Ja. Ich höre seither auf der rechten Seite nichts mehr, und mein Gleichgewichtssinn ist schwer gestört. Es darf sich in meiner Umgebung nichts bewegen, sonst dreht sich in meinem Kopf alles. Immerhin konnte ich noch 18 Jahre lang im Leonberger Eine-Welt-Laden aushelfen. Mein Mann fuhr mich auf seinem Arbeitsweg zum Bosch in den Laden, und meine Tochter, die auf dem Amtsgericht schafft, brachte mich nachmittags wieder heim. Ich saß in dem Laden an der Kasse, etwas anderes hätte ich nicht tun können. Manche Kunden haben mich gefragt, ob ich zu faul sei, sie zu bedienen. Sie verstanden nicht, dass mich meine Beine zwar bis nach Moskau tragen könnten, aber mein Kopf keine drei Schritte mitmacht. Meine Gleichgewichtsstörungen haben mit der Zeit zugenommen.
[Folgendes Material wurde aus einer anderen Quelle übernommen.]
// Copyright (c) 2025 Geoffrey Huntley <ghuntley@ghuntley.com>. All rights reserved.
// SPDX-License-Identifier: Proprietary

//! The connection trait and the remote process handle it produces.

use std::fmt;
use std::future::Future;

use async_trait::async_trait;
use futures::future::BoxFuture;
use futures::FutureExt;
use serde::Serialize;
use tokio::io::{AsyncRead, AsyncWrite};

use crate::error::Result;

/// A live connection to one device.
///
/// Each call to [`SshClient::exec`] opens exactly one remote session.
#[async_trait]
pub trait SshClient: Send + Sync {
	/// Address this connection was opened against.
	fn address(&self) -> &str;

	/// Establish (or confirm) the underlying transport.
	async fn connect(&self) -> Result<()>;

	/// Start `command` in a new remote session.
	///
	/// Fails only if the session itself could not be created; a command that
	/// starts and exits non-zero is reported through the exit future from
	/// [`RemoteProcess::into_parts`].
	async fn exec(&self, command: &str) -> Result<RemoteProcess>;
}

/// How a remote process terminated.
#[derive(Debug, Clone, Copy, PartialEq, Eq, Serialize)]
pub struct RemoteExitStatus {
	pub code: Option<i32>,
	pub signal: Option<i32>,
}

impl RemoteExitStatus {
	pub fn exited(code: i32) -> Self {
		Self {
			code: Some(code),
			signal: None,
		}
	}

	pub fn signaled(signal: i32) -> Self {
		Self {
			code: None,
			signal: Some(signal),
		}
	}

	pub fn success(&self) -> bool {
		self.code == Some(0)
	}
}

impl fmt::Display for RemoteExitStatus {
	fn fmt(&self, f: &mut fmt::Formatter<'_>) -> fmt::Result {
		match (self.code, self.signal) {
			(Some(code), _) => write!(f, "exit status {code}"),
			(None, Some(signal)) => write!(f, "signal {signal}"),
			(None, None) => write!(f, "unknown status"),
		}
	}
}

/// Handle to a process started by [`SshClient::exec`].
pub struct RemoteProcess {
	pub stdin: Option<Box<dyn AsyncWrite + Send + Unpin>>,
	pub stdout: Box<dyn AsyncRead + Send + Unpin>,
	pub stderr: Box<dyn AsyncRead + Send + Unpin>,
	exit: BoxFuture<'static, Result<RemoteExitStatus>>,
}

impl RemoteProcess {
	pub fn new(
		stdin: Option<Box<dyn AsyncWrite + Send + Unpin>>,
		stdout: Box<dyn AsyncRead + Send + Unpin>,
		stderr: Box<dyn AsyncRead + Send + Unpin>,
		exit: impl Future<Output = Result<RemoteExitStatus>> + Send + 'static,
	) -> Self {
		Self {
			stdin,
			stdout,
			stderr,
			exit: exit.boxed(),
		}
	}

	/// Split into stdin, stdout, stderr and the exit future.
	#[allow(clippy::type_complexity)]
	pub fn into_parts(
		self,
	) -> (
		Option<Box<dyn AsyncWrite + Send + Unpin>>,
		Box<dyn AsyncRead + Send + Unpin>,
		Box<dyn AsyncRead + Send + Unpin>,
		BoxFuture<'static, Result<RemoteExitStatus>>,
	) {
		(self.stdin, self.stdout, self.stderr, self.exit)
	}
}

/// Fully captured result of a remote command.
#[derive(Debug, Clone)]
pub struct CommandOutput {
	pub stdout: Vec<u8>,
	pub stderr: Vec<u8>,
	pub status: RemoteExitStatus,
}

impl CommandOutput {
	pub fn success(&self) -> bool {
		self.status.success()
	}

	pub fn stdout_lossy(&self) -> String {
		String::from_utf8_lossy(&self.stdout).into_owned()
	}

	pub fn stderr_lossy(&self) -> String {
		String::from_utf8_lossy(&self.stderr).into_owned()
	}
}
// Copyright (c) 2025 Geoffrey Huntley <ghuntley@ghuntley.com>. All rights reserved.
// SPDX-License-Identifier: Proprietary

//! [`SshClient`] backed by the system OpenSSH client.
//!
//! A connection is an OpenSSH control master. Every remote session is a
//! separate `ssh` invocation multiplexed over that master, so opening a
//! session costs a local socket round trip rather than a new handshake.

use std::os::unix::process::ExitStatusExt;
use std::path::PathBuf;
use std::process::Stdio;
use std::time::Duration;

use async_trait::async_trait;
use tokio::process::Command;
use tracing::{debug, info, instrument};

use crate::address::{parse_address, DeviceAddress};
use crate::client::{RemoteExitStatus, RemoteProcess, SshClient};
use crate::error::{Result, SshError};

/// Options shared by every connection the pool opens.
#[derive(Debug, Clone)]
pub struct SshOptions {
	pub user: String,
	pub default_port: u16,
	pub identity_file: Option<PathBuf>,
	pub connect_timeout: Duration,
	pub control_dir: PathBuf,
	pub control_persist: Duration,
	pub strict_host_key_checking: bool,
}

impl Default for SshOptions {
	fn default() -> Self {
		Self {
			user: "root".to_string(),
			default_port: 22,
			identity_file: None,
			connect_timeout: Duration::from_secs(10),
			control_dir: std::env::temp_dir().join("fleetprov-ssh"),
			control_persist: Duration::from_secs(60),
			strict_host_key_checking: false,
		}
	}
}

/// A multiplexed OpenSSH connection to one device.
pub struct OpenSshClient {
	address: String,
	target: DeviceAddress,
	options: SshOptions,
}

impl OpenSshClient {
	pub fn new(address: impl Into<String>, options: SshOptions) -> Result<Self> {
		let address = address.into();
		let target = parse_address(&address)?;
		Ok(Self {
			address,
			target,
			options,
		})
	}

	fn control_path(&self) -> PathBuf {
		self.options.control_dir.join("%C")
	}

	fn base_command(&self) -> Command {
		let mut cmd = Command::new("ssh");
		cmd
			.arg("-o")
			.arg("BatchMode=yes")
			.arg("-o")
			.arg(format!(
				"ConnectTimeout={}",
				self.options.connect_timeout.as_secs().max(1)
			))
			.arg("-o")
			.arg(format!("ControlPath={}", self.control_path().display()))
			.arg("-o")
			.arg(format!(
				"ControlPersist={}",
				self.options.control_persist.as_secs().max(1)
			))
			.arg("-o")
			.arg("ServerAliveInterval=5")
			.arg("-o")
			.arg("ServerAliveCountMax=3")
			.arg("-p")
			.arg(
				self
					.target
					.port
					.unwrap_or(self.options.default_port)
					.to_string(),
			)
			.arg("-l")
			.arg(&self.options.user);

		if self.options.strict_host_key_checking {
			cmd.arg("-o").arg("StrictHostKeyChecking=yes");
		} else {
			cmd
				.arg("-o")
				.arg("StrictHostKeyChecking=no")
				.arg("-o")
				.arg("UserKnownHostsFile=/dev/null")
				.arg("-o")
				.arg("LogLevel=ERROR");
		}

		if let Some(identity) = &self.options.identity_file {
			cmd.arg("-i").arg(identity);
		}

		cmd.kill_on_drop(true);
		cmd
	}

	async fn master_alive(&self) -> bool {
		let mut cmd = self.base_command();
		cmd
			.arg("-O")
			.arg("check")
			.arg(&self.target.host)
			.stdin(Stdio::null())
			.stdout(Stdio::null())
			.stderr(Stdio::null());
		matches!(cmd.status().await, Ok(status) if status.success())
	}
}

#[async_trait]
impl SshClient for OpenSshClient {
	fn address(&self) -> &str {
		&self.address
	}

	#[instrument(skip(self), fields(address = %self.address))]
	async fn connect(&self) -> Result<()> {
		if self.master_alive().await {
			return Ok(());
		}

		tokio::fs::create_dir_all(&self.options.control_dir).await?;

		let mut cmd = self.base_command();
		cmd
			.arg("-o")
			.arg("ControlMaster=yes")
			.arg("-f")
			.arg("-N")
			.arg(&self.target.host)
			.stdin(Stdio::null())
			.stdout(Stdio::null())
			.stderr(Stdio::piped());

		debug!("starting ssh control master");
		let output = cmd.output().await.map_err(SshError::Spawn)?;
		if !output.status.success() {
			return Err(SshError::Connect {
				address: self.address.clone(),
				message: String::from_utf8_lossy(&output.stderr).trim().to_string(),
			});
		}

		info!("ssh control master established");
		Ok(())
	}

	async fn exec(&self, command: &str) -> Result<RemoteProcess> {
		self.connect().await?;

		let mut cmd = self.base_command();
		cmd
			.arg("-o")
			.arg("ControlMaster=no")
			.arg(&self.target.host)
			.arg("--")
			.arg(command)
			.stdin(Stdio::piped())
			.stdout(Stdio::piped())
			.stderr(Stdio::piped());

		let mut child = cmd.spawn().map_err(SshError::Spawn)?;
		let stdin = child.stdin.take();
		let stdout = child
			.stdout
			.take()
			.ok_or_else(|| SshError::Spawn(std::io::Error::other("stdout not captured")))?;
		let stderr = child
			.stderr
			.take()
			.ok_or_else(|| SshError::Spawn(std::io::Error::other("stderr not captured")))?;

		let exit = async move {
			let status = child.wait().await?;
			Ok(match (status.code(), status.signal()) {
				(Some(code), _) => RemoteExitStatus::exited(code),
				(None, Some(signal)) => RemoteExitStatus::signaled(signal),
				(None, None) => RemoteExitStatus {
					code: None,
					signal: None,
				},
			})
		};

		Ok(RemoteProcess::new(
			stdin.map(|s| Box::new(s) as Box<dyn tokio::io::AsyncWrite + Send + Unpin>),
			Box::new(stdout),
			Box::new(stderr),
			exit,
		))
	}
}

#[cfg(test)]
mod tests {
	use super::*;

	#[test]
	fn test_new_rejects_bad_address() {
		assert!(OpenSshClient::new("", SshOptions::default()).is_err());
	}

	#[test]
	fn test_base_command_uses_explicit_port() {
		let client = OpenSshClient::new("dut-1:2200", SshOptions::default()).unwrap();
		let cmd = client.base_command();
		let args: Vec<String> = cmd
			.as_std()
			.get_args()
			.map(|a| a.to_string_lossy().into_owned())
			.collect();
		let port_idx = args.iter().position(|a| a == "-p").unwrap();
		assert_eq!(args[port_idx + 1], "2200");
		assert!(args.contains(&"StrictHostKeyChecking=no".to_string()));
	}

	#[test]
	fn test_base_command_falls_back_to_default_port() {
		let options = SshOptions {
			default_port: 22,
			identity_file: Some(PathBuf::from("/keys/testing_rsa")),
			..Default::default()
		};
		let client = OpenSshClient::new("dut-1", options).unwrap();
		let args: Vec<String> = client
			.base_command()
			.as_std()
			.get_args()
			.map(|a| a.to_string_lossy().into_owned())
			.collect();
		let port_idx = args.iter().position(|a| a == "-p").unwrap();
		assert_eq!(args[port_idx + 1], "22");
		assert!(args.contains(&"/keys/testing_rsa".to_string()));
	}
}
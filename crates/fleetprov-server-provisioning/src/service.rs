// Copyright (c) 2025 Geoffrey Huntley <ghuntley@ghuntley.com>. All rights reserved.
// SPDX-License-Identifier: Proprietary

//! Admission and dispatch of provisioning workflows.

use std::future::Future;
use std::sync::Arc;

use fleetprov_common_ssh::{ConnectionPool, PooledConnection, RemoteShell};
use fleetprov_server_operations::{OperationStore, StructuredOperationError};
use fleetprov_server_wiring::Resolver;
use serde::Serialize;
use tracing::{error, info, instrument, warn, Instrument};

use crate::device;
use crate::error::{ProvisionError, Result};
use crate::lacros::provision_lacros;
use crate::request::{LacrosRequest, ProvisionFlags, ProvisionRequest};
use crate::session::{CurrentPhase, ProvisioningSession};
use crate::timeouts::ProvisionTimeouts;
use crate::workflow::provision;

/// Admits provisioning requests and runs each as a detached task whose only
/// link to the caller is the returned operation name.
#[derive(Clone)]
pub struct ProvisioningService {
	pool: Arc<dyn ConnectionPool>,
	resolver: Arc<dyn Resolver>,
	operations: Arc<OperationStore>,
	timeouts: ProvisionTimeouts,
}

impl ProvisioningService {
	pub fn new(
		pool: Arc<dyn ConnectionPool>,
		resolver: Arc<dyn Resolver>,
		operations: Arc<OperationStore>,
		timeouts: ProvisionTimeouts,
	) -> Self {
		Self {
			pool,
			resolver,
			operations,
			timeouts,
		}
	}

	pub fn operations(&self) -> &Arc<OperationStore> {
		&self.operations
	}

	async fn resolve(&self, dut_name: &str, port: Option<u16>) -> Result<String> {
		self.resolver
			.resolve(dut_name, port)
			.await
			.map_err(|e| ProvisionError::InvalidRequest(format!("cannot resolve {dut_name}: {e}")))
	}

	/// Validate `request`, allocate an operation and start the workflow.
	#[instrument(skip(self, request), fields(dut = %request.dut_name))]
	pub async fn admit(&self, request: ProvisionRequest) -> Result<String> {
		let image = request.validate()?;
		let address = self.resolve(&request.dut_name, request.port).await?;
		let name = self.operations.new_operation(Some(serde_json::json!({
			"kind": "provision",
			"dut": request.dut_name,
			"image": request.image_path,
		})));
		info!(operation = %name, %address, "provisioning admitted");

		let resolver = Arc::clone(&self.resolver);
		let mut session = ProvisioningSession::new(
			Arc::clone(&self.pool),
			request.dut_name.clone(),
			address.clone(),
			image,
			request.flags(),
			self.timeouts,
		);
		let dlc_specs = request.dlc_specs;
		let phase = session.current_phase();
		self.dispatch(name.clone(), address, phase, async move {
			provision(&mut session, resolver.as_ref(), &dlc_specs).await
		});
		Ok(name)
	}

	/// Validate and start a Lacros component install.
	#[instrument(skip(self, request), fields(dut = %request.dut_name))]
	pub async fn admit_lacros(&self, request: LacrosRequest) -> Result<String> {
		let image = request.validate()?;
		let address = self.resolve(&request.dut_name, request.port).await?;
		let name = self.operations.new_operation(Some(serde_json::json!({
			"kind": "provision_lacros",
			"dut": request.dut_name,
			"image": request.image_path,
		})));
		info!(operation = %name, %address, "Lacros provisioning admitted");

		let resolver = Arc::clone(&self.resolver);
		let mut session = ProvisioningSession::new(
			Arc::clone(&self.pool),
			request.dut_name.clone(),
			address.clone(),
			image,
			ProvisionFlags::default(),
			self.timeouts,
		);
		let phase = session.current_phase();
		self.dispatch(name.clone(), address, phase, async move {
			provision_lacros(&mut session, resolver.as_ref()).await
		});
		Ok(name)
	}

	fn dispatch<F, T>(&self, name: String, address: String, phase: CurrentPhase, workflow: F)
	where
		F: Future<Output = Result<T>> + Send + 'static,
		T: Serialize + Send + 'static,
	{
		let operations = Arc::clone(&self.operations);
		let pool = Arc::clone(&self.pool);
		let timeouts = self.timeouts;
		let span = tracing::info_span!("operation", operation = %name);

		tokio::spawn(
			async move {
				if let Err(e) = operations.mark_running(&name) {
					error!(error = %e, "operation vanished before it started");
					return;
				}

				let outcome = match tokio::time::timeout(timeouts.overall, workflow).await {
					Ok(outcome) => outcome,
					Err(_) => {
						let phase = phase.get();
						warn!(%phase, "outer deadline cut the workflow off");
						mark_failed_after_timeout(pool, &address, timeouts).await;
						Err(ProvisionError::TimedOut { phase })
					}
				};

				let written = match outcome {
					Ok(result) => match serde_json::to_value(&result) {
						Ok(payload) => operations.set_result(&name, payload),
						Err(e) => operations.set_error(
							&name,
							StructuredOperationError::from(&ProvisionError::failed("encode result", e)),
						),
					},
					Err(e) => {
						warn!(error = %e, reason = %e.reason(), "provisioning failed");
						operations.set_error(&name, StructuredOperationError::from(&e))
					}
				};
				if let Err(e) = written {
					error!(error = %e, "could not record operation outcome");
				}
			}
			.instrument(span),
		);
	}
}

/// Best-effort: leave the provision-failed marker on a device whose workflow
/// was cut off by the outer deadline.
async fn mark_failed_after_timeout(
	pool: Arc<dyn ConnectionPool>,
	address: &str,
	timeouts: ProvisionTimeouts,
) {
	let attempt = async {
		let conn = PooledConnection::checkout(pool, address).await?;
		conn.run(&device::touch(device::PROVISION_FAILED_MARKER)).await
	};
	match tokio::time::timeout(timeouts.timeout_marker, attempt).await {
		Ok(Ok(())) => info!("provision marker written after timeout"),
		Ok(Err(e)) => warn!(error = %e, "could not write provision marker after timeout"),
		Err(_) => warn!("timed out writing provision marker after timeout"),
	}
}
// Copyright (c) 2025 Geoffrey Huntley <ghuntley@ghuntley.com>. All rights reserved.
// SPDX-License-Identifier: Proprietary

mod exec;
mod fake_origin;
mod http;
mod logging;
mod operations;
mod provision;
mod ssh;
mod wiring;

pub use exec::{ExecConfig, ExecConfigLayer};
pub use fake_origin::{FakeOriginConfig, FakeOriginConfigLayer};
pub use http::{HttpConfig, HttpConfigLayer};
pub use logging::{LogFormat, LoggingConfig, LoggingConfigLayer};
pub use operations::{OperationsConfig, OperationsConfigLayer};
pub use provision::{ProvisionConfig, ProvisionConfigLayer};
pub use ssh::{SshConfig, SshConfigLayer};
pub use wiring::{WiringConfig, WiringConfigLayer};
Seit acht Jahren sind sie so stark, dass ich meine Wohnung nicht mehr verlassen kann.
Sie leben wie in einem Käfig.
So könnte man es ausdrücken. Anfangs musste ich mich an dieses Nesthocker-Dasein gewöhnen. Mein Mann musste zum Schaffen, mein Sohn und meine Tochter waren in der Ausbildung. Es war mir klar, dass ich von morgens bis abends alleine klarkommen muss. Zum Zeitvertreib fing ich damit an, Kinderlieder aufzuschreiben und diese Büchlein zu verschenken. Ich begann auch, Zitate und Sprichwörter zu sammeln. Und irgendwann kam ich auf die Idee, alte, einsame oder behinderte Menschen anzurufen und ihnen Lieder vorzusingen: „Kein schöner Land“, „Muss i denn zum Städtele hinaus“ oder „Heile, heile Gänsje“. Es gibt einen schwer dementen Mann auf der Alb, dessen Frau sagt, dass er sich nicht mehr rege. Nur wenn ich morgens anrufe und sage „Hallo Hans, hier ist die Karin“ und lossinge, dann macht er die Augen auf und räuspert sich. Seine Frau sagt: „Das ist der einzige Moment am Tag, wo ich merke, dass er noch lebt.“ Zurzeit erledige ich zwischen fünf und zehn Uhr morgens mehr als hundert solcher Anrufe.
Hört sich anstrengend an.
Das ist anstrengend, aber auch bereichernd für mich. Ich kann nicht mehr in die Welt hinaus, deshalb hole ich die Welt zu mir. In Renningen wissen die Leute, dass meine Tür stets offen steht. Ich sage jedem: „Du kannst kommen, wann du willst, ich bin ja immer da.“ Regelmäßig bekomme ich Besuch, und zwar nicht nur von Alten, die von ihren Krankheiten berichten, sondern auch von Jungen, die mir erklären, wie ihr Smartphone funktioniert und wofür Facebook gut sein soll.
Was suchen die Menschen bei Ihnen?
Ich verfüge über etwas, was den meisten heutzutage fehlt: Zeit. Viele kommen, weil sie mich trösten wollen, und merken dann, dass ich es bin, der sie tröstet. Ich helfe, indem ich zuhöre.